_Data section_.
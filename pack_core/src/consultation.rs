//! # Consultation Context
//!
//! Read-only snapshot of a session handed to an external advisory layer
//! (a chat assistant, a report generator). Nothing here produces prose; the
//! [`DesignAssessment`] carries the figures and classifications such a layer
//! phrases.

use std::fmt;

use serde::{Deserialize, Serialize};

use crate::calculations::TestResult;
use crate::errors::{SimError, SimResult};
use crate::materials::Material;

/// Density below which a material counts as light enough for packaging (kg/m³)
pub const OPTIMAL_DENSITY_LIMIT: f64 = 1200.0;

/// Cost below which a material counts as economical ($/kg)
pub const ECONOMICAL_COST_LIMIT: f64 = 2.0;

/// Overall structural standing, from the minimum safety factor.
#[derive(Debug, Clone, Copy, PartialEq, Eq, PartialOrd, Ord, Serialize, Deserialize)]
#[serde(rename_all = "snake_case")]
pub enum StructuralTier {
    Critical,
    Marginal,
    Good,
    Excellent,
}

impl StructuralTier {
    /// `> 3.0` Excellent, `> 2.0` Good, `> 1.5` Marginal, else Critical
    pub fn from_safety_factor(min_safety_factor: f64) -> Self {
        if min_safety_factor > 3.0 {
            StructuralTier::Excellent
        } else if min_safety_factor > 2.0 {
            StructuralTier::Good
        } else if min_safety_factor > 1.5 {
            StructuralTier::Marginal
        } else {
            StructuralTier::Critical
        }
    }
}

impl fmt::Display for StructuralTier {
    fn fmt(&self, f: &mut fmt::Formatter<'_>) -> fmt::Result {
        let s = match self {
            StructuralTier::Critical => "Critical",
            StructuralTier::Marginal => "Marginal",
            StructuralTier::Good => "Good",
            StructuralTier::Excellent => "Excellent",
        };
        f.write_str(s)
    }
}

#[derive(Debug, Clone, Copy, PartialEq, Eq, Serialize, Deserialize)]
#[serde(rename_all = "snake_case")]
pub enum DensityClass {
    Optimal,
    Heavy,
}

#[derive(Debug, Clone, Copy, PartialEq, Eq, Serialize, Deserialize)]
#[serde(rename_all = "snake_case")]
pub enum CostClass {
    Economical,
    Premium,
}

/// Deterministic figures describing how a material copes with a result set.
#[derive(Debug, Clone, PartialEq, Serialize, Deserialize)]
pub struct DesignAssessment {
    pub max_stress_mpa: f64,
    pub min_safety_factor: f64,
    /// Peak stress as a percentage of yield
    pub utilization_percent: f64,
    /// Yield (MPa) per density, ×1000
    pub strength_to_weight: f64,
    pub structural_tier: StructuralTier,
    pub density_class: DensityClass,
    pub cost_class: CostClass,
    pub failing_tests: usize,
}

impl DesignAssessment {
    /// Assess `results` against `material`.
    ///
    /// # Errors
    ///
    /// `NoResults` when `results` is empty.
    pub fn assess(material: &Material, results: &[&TestResult]) -> SimResult<Self> {
        if results.is_empty() {
            return Err(SimError::NoResults);
        }

        let max_stress_mpa = results
            .iter()
            .map(|r| r.max_stress_mpa)
            .fold(f64::NEG_INFINITY, f64::max);
        let min_safety_factor = results
            .iter()
            .map(|r| r.safety_factor)
            .fold(f64::INFINITY, f64::min);

        Ok(DesignAssessment {
            max_stress_mpa,
            min_safety_factor,
            utilization_percent: max_stress_mpa / material.yield_strength_mpa().value() * 100.0,
            strength_to_weight: material.strength_to_weight(),
            structural_tier: StructuralTier::from_safety_factor(min_safety_factor),
            density_class: if material.density_kg_m3 < OPTIMAL_DENSITY_LIMIT {
                DensityClass::Optimal
            } else {
                DensityClass::Heavy
            },
            cost_class: if material.cost_per_kg < ECONOMICAL_COST_LIMIT {
                CostClass::Economical
            } else {
                CostClass::Premium
            },
            failing_tests: results.iter().filter(|r| !r.passes()).count(),
        })
    }
}

/// Everything an advisory layer may read about the current session.
#[derive(Debug, Clone, PartialEq, Serialize, Deserialize)]
pub struct ConsultationContext {
    pub material_key: String,
    pub material: Material,
    /// Latest results in configured order
    pub results: Vec<TestResult>,
    /// `None` until at least one scenario has run
    pub assessment: Option<DesignAssessment>,
    pub optimization_applied: bool,
}

impl ConsultationContext {
    pub fn new(
        material_key: impl Into<String>,
        material: &Material,
        results: &[&TestResult],
        optimization_applied: bool,
    ) -> Self {
        ConsultationContext {
            material_key: material_key.into(),
            material: material.clone(),
            results: results.iter().map(|r| (*r).clone()).collect(),
            assessment: DesignAssessment::assess(material, results).ok(),
            optimization_applied,
        }
    }
}

#[cfg(test)]
mod tests {
    use super::*;
    use crate::calculations::{TestDetails, Verdict};
    use crate::materials::MaterialCatalog;
    use crate::scenarios::TestType;
    use approx::assert_relative_eq;

    fn result(test_type: TestType, max_stress: f64, base: f64) -> TestResult {
        TestResult::from_stresses(
            test_type,
            base,
            max_stress,
            TestDetails::Drop {
                impact_velocity_m_s: 0.0,
                kinetic_energy_j: 0.0,
            },
        )
    }

    #[test]
    fn test_tiers() {
        assert_eq!(StructuralTier::from_safety_factor(3.5), StructuralTier::Excellent);
        assert_eq!(StructuralTier::from_safety_factor(3.0), StructuralTier::Good);
        assert_eq!(StructuralTier::from_safety_factor(2.0), StructuralTier::Marginal);
        assert_eq!(StructuralTier::from_safety_factor(1.5), StructuralTier::Critical);
        assert!(StructuralTier::Good > StructuralTier::Marginal);
    }

    #[test]
    fn test_assessment_for_pp() {
        let catalog = MaterialCatalog::with_builtins();
        let pp = catalog.get("PP").unwrap();
        let drop = result(TestType::Drop, 12.0, 30.0);
        let vib = result(TestType::Vibration, 6.0, 30.0);

        let a = DesignAssessment::assess(pp, &[&drop, &vib]).unwrap();
        assert_relative_eq!(a.max_stress_mpa, 12.0);
        assert_relative_eq!(a.min_safety_factor, 2.5);
        assert_relative_eq!(a.utilization_percent, 40.0, epsilon = 1e-9);
        // 30 / 900 * 1000
        assert_relative_eq!(a.strength_to_weight, 33.333, epsilon = 1e-3);
        assert_eq!(a.structural_tier, StructuralTier::Good);
        assert_eq!(a.density_class, DensityClass::Optimal);
        assert_eq!(a.cost_class, CostClass::Economical);
        assert_eq!(a.failing_tests, 0);
    }

    #[test]
    fn test_assessment_for_aluminum() {
        let catalog = MaterialCatalog::with_builtins();
        let al = catalog.get("Aluminum").unwrap();
        let drop = result(TestType::Drop, 80.0, 100.0);
        assert_eq!(drop.compliance, Verdict::Fail);

        let a = DesignAssessment::assess(al, &[&drop]).unwrap();
        assert_eq!(a.structural_tier, StructuralTier::Critical);
        assert_eq!(a.density_class, DensityClass::Heavy);
        assert_eq!(a.cost_class, CostClass::Premium);
        assert_eq!(a.failing_tests, 1);
    }

    #[test]
    fn test_empty_results() {
        let catalog = MaterialCatalog::with_builtins();
        let pp = catalog.get("PP").unwrap();
        assert_eq!(DesignAssessment::assess(pp, &[]).unwrap_err(), SimError::NoResults);

        let ctx = ConsultationContext::new("PP", pp, &[], false);
        assert!(ctx.assessment.is_none());
        assert!(ctx.results.is_empty());
    }
}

_What the task requires_. Your task is to reproduce all the records above exactly as they appear.

_Your response_.
filename pack_core/src/consultation.rs
//! # Consultation Context
//!
//! Read-only snapshot of a session handed to an external advisory layer
//! (a chat assistant, a report generator). Nothing here produces prose; the
//! [`DesignAssessment`] carries the figures and classifications such a layer
//! phrases.

use std::fmt;

use serde::{Deserialize, Serialize};

use crate::calculations::TestResult;
use crate::errors::{SimError, SimResult};
use crate::materials::Material;

/// Density below which a material counts as light enough for packaging (kg/m³)
pub const OPTIMAL_DENSITY_LIMIT: f64 = 1200.0;

/// Cost below which a material counts as economical ($/kg)
pub const ECONOMICAL_COST_LIMIT: f64 = 2.0;

/// Overall structural standing, from the minimum safety factor.
#[derive(Debug, Clone, Copy, PartialEq, Eq, PartialOrd, Ord, Serialize, Deserialize)]
#[serde(rename_all = "snake_case")]
pub enum StructuralTier {
    Critical,
    Marginal,
    Good,
    Excellent,
}

impl StructuralTier {
    /// `> 3.0` Excellent, `> 2.0` Good, `> 1.5` Marginal, else Critical
    pub fn from_safety_factor(min_safety_factor: f64) -> Self {
        if min_safety_factor > 3.0 {
            StructuralTier::Excellent
        } else if min_safety_factor > 2.0 {
            StructuralTier::Good
        } else if min_safety_factor > 1.5 {
            StructuralTier::Marginal
        } else {
            StructuralTier::Critical
        }
    }
}

impl fmt::Display for StructuralTier {
    fn fmt(&self, f: &mut fmt::Formatter<'_>) -> fmt::Result {
        let s = match self {
            StructuralTier::Critical => "Critical",
            StructuralTier::Marginal => "Marginal",
            StructuralTier::Good => "Good",
            StructuralTier::Excellent => "Excellent",
        };
        f.write_str(s)
    }
}

#[derive(Debug, Clone, Copy, PartialEq, Eq, Serialize, Deserialize)]
#[serde(rename_all = "snake_case")]
pub enum DensityClass {
    Optimal,
    Heavy,
}

#[derive(Debug, Clone, Copy, PartialEq, Eq, Serialize, Deserialize)]
#[serde(rename_all = "snake_case")]
pub enum CostClass {
    Economical,
    Premium,
}

/// Deterministic figures describing how a material copes with a result set.
#[derive(Debug, Clone, PartialEq, Serialize, Deserialize)]
pub struct DesignAssessment {
    pub max_stress_mpa: f64,
    pub min_safety_factor: f64,
    /// Peak stress as a percentage of yield
    pub utilization_percent: f64,
    /// Yield (MPa) per density, ×1000
    pub strength_to_weight: f64,
    pub structural_tier: StructuralTier,
    pub density_class: DensityClass,
    pub cost_class: CostClass,
    pub failing_tests: usize,
}

impl DesignAssessment {
    /// Assess `results` against `material`.
    ///
    /// # Errors
    ///
    /// `NoResults` when `results` is empty.
    pub fn assess(material: &Material, results: &[&TestResult]) -> SimResult<Self> {
        if results.is_empty() {
            return Err(SimError::NoResults);
        }

        let max_stress_mpa = results
            .iter()
            .map(|r| r.max_stress_mpa)
            .fold(f64::NEG_INFINITY, f64::max);
        let min_safety_factor = results
            .iter()
            .map(|r| r.safety_factor)
            .fold(f64::INFINITY, f64::min);

        Ok(DesignAssessment {
            max_stress_mpa,
            min_safety_factor,
            utilization_percent: max_stress_mpa / material.yield_strength_mpa().value() * 100.0,
            strength_to_weight: material.strength_to_weight(),
            structural_tier: StructuralTier::from_safety_factor(min_safety_factor),
            density_class: if material.density_kg_m3 < OPTIMAL_DENSITY_LIMIT {
                DensityClass::Optimal
            } else {
                DensityClass::Heavy
            },
            cost_class: if material.cost_per_kg < ECONOMICAL_COST_LIMIT {
                CostClass::Economical
            } else {
                CostClass::Premium
            },
            failing_tests: results.iter().filter(|r| !r.passes()).count(),
        })
    }
}

/// Everything an advisory layer may read about the current session.
#[derive(Debug, Clone, PartialEq, Serialize, Deserialize)]
pub struct ConsultationContext {
    pub material_key: String,
    pub material: Material,
    /// Latest results in configured order
    pub results: Vec<TestResult>,
    /// `None` until at least one scenario has run
    pub assessment: Option<DesignAssessment>,
    pub optimization_applied: bool,
}

impl ConsultationContext {
    pub fn new(
        material_key: impl Into<String>,
        material: &Material,
        results: &[&TestResult],
        optimization_applied: bool,
    ) -> Self {
        ConsultationContext {
            material_key: material_key.into(),
            material: material.clone(),
            results: results.iter().map(|r| (*r).clone()).collect(),
            assessment: DesignAssessment::assess(material, results).ok(),
            optimization_applied,
        }
    }
}

#[cfg(test)]
mod tests {
    use super::*;
    use crate::calculations::{TestDetails, Verdict};
    use crate::materials::MaterialCatalog;
    use crate::scenarios::TestType;
    use approx::assert_relative_eq;

    fn result(test_type: TestType, max_stress: f64, base: f64) -> TestResult {
        TestResult::from_stresses(
            test_type,
            base,
            max_stress,
            TestDetails::Drop {
                impact_velocity_m_s: 0.0,
                kinetic_energy_j: 0.0,
            },
        )
    }

    #[test]
    fn test_tiers() {
        assert_eq!(StructuralTier::from_safety_factor(3.5), StructuralTier::Excellent);
        assert_eq!(StructuralTier::from_safety_factor(3.0), StructuralTier::Good);
        assert_eq!(StructuralTier::from_safety_factor(2.0), StructuralTier::Marginal);
        assert_eq!(StructuralTier::from_safety_factor(1.5), StructuralTier::Critical);
        assert!(StructuralTier::Good > StructuralTier::Marginal);
    }

    #[test]
    fn test_assessment_for_pp() {
        let catalog = MaterialCatalog::with_builtins();
        let pp = catalog.get("PP").unwrap();
        let drop = result(TestType::Drop, 12.0, 30.0);
        let vib = result(TestType::Vibration, 6.0, 30.0);

        let a = DesignAssessment::assess(pp, &[&drop, &vib]).unwrap();
        assert_relative_eq!(a.max_stress_mpa, 12.0);
        assert_relative_eq!(a.min_safety_factor, 2.5);
        assert_relative_eq!(a.utilization_percent, 40.0, epsilon = 1e-9);
        // 30 / 900 * 1000
        assert_relative_eq!(a.strength_to_weight, 33.333, epsilon = 1e-3);
        assert_eq!(a.structural_tier, StructuralTier::Good);
        assert_eq!(a.density_class, DensityClass::Optimal);
        assert_eq!(a.cost_class, CostClass::Economical);
        assert_eq!(a.failing_tests, 0);
    }

    #[test]
    fn test_assessment_for_aluminum() {
        let catalog = MaterialCatalog::with_builtins();
        let al = catalog.get("Aluminum").unwrap();
        let drop = result(TestType::Drop, 80.0, 100.0);
        assert_eq!(drop.compliance, Verdict::Fail);

        let a = DesignAssessment::assess(al, &[&drop]).unwrap();
        assert_eq!(a.structural_tier, StructuralTier::Critical);
        assert_eq!(a.density_class, DensityClass::Heavy);
        assert_eq!(a.cost_class, CostClass::Premium);
        assert_eq!(a.failing_tests, 1);
    }

    #[test]
    fn test_empty_results() {
        let catalog = MaterialCatalog::with_builtins();
        let pp = catalog.get("PP").unwrap();
        assert_eq!(DesignAssessment::assess(pp, &[]).unwrap_err(), SimError::NoResults);

        let ctx = ConsultationContext::new("PP", pp, &[], false);
        assert!(ctx.assessment.is_none());
        assert!(ctx.results.is_empty());
    }
}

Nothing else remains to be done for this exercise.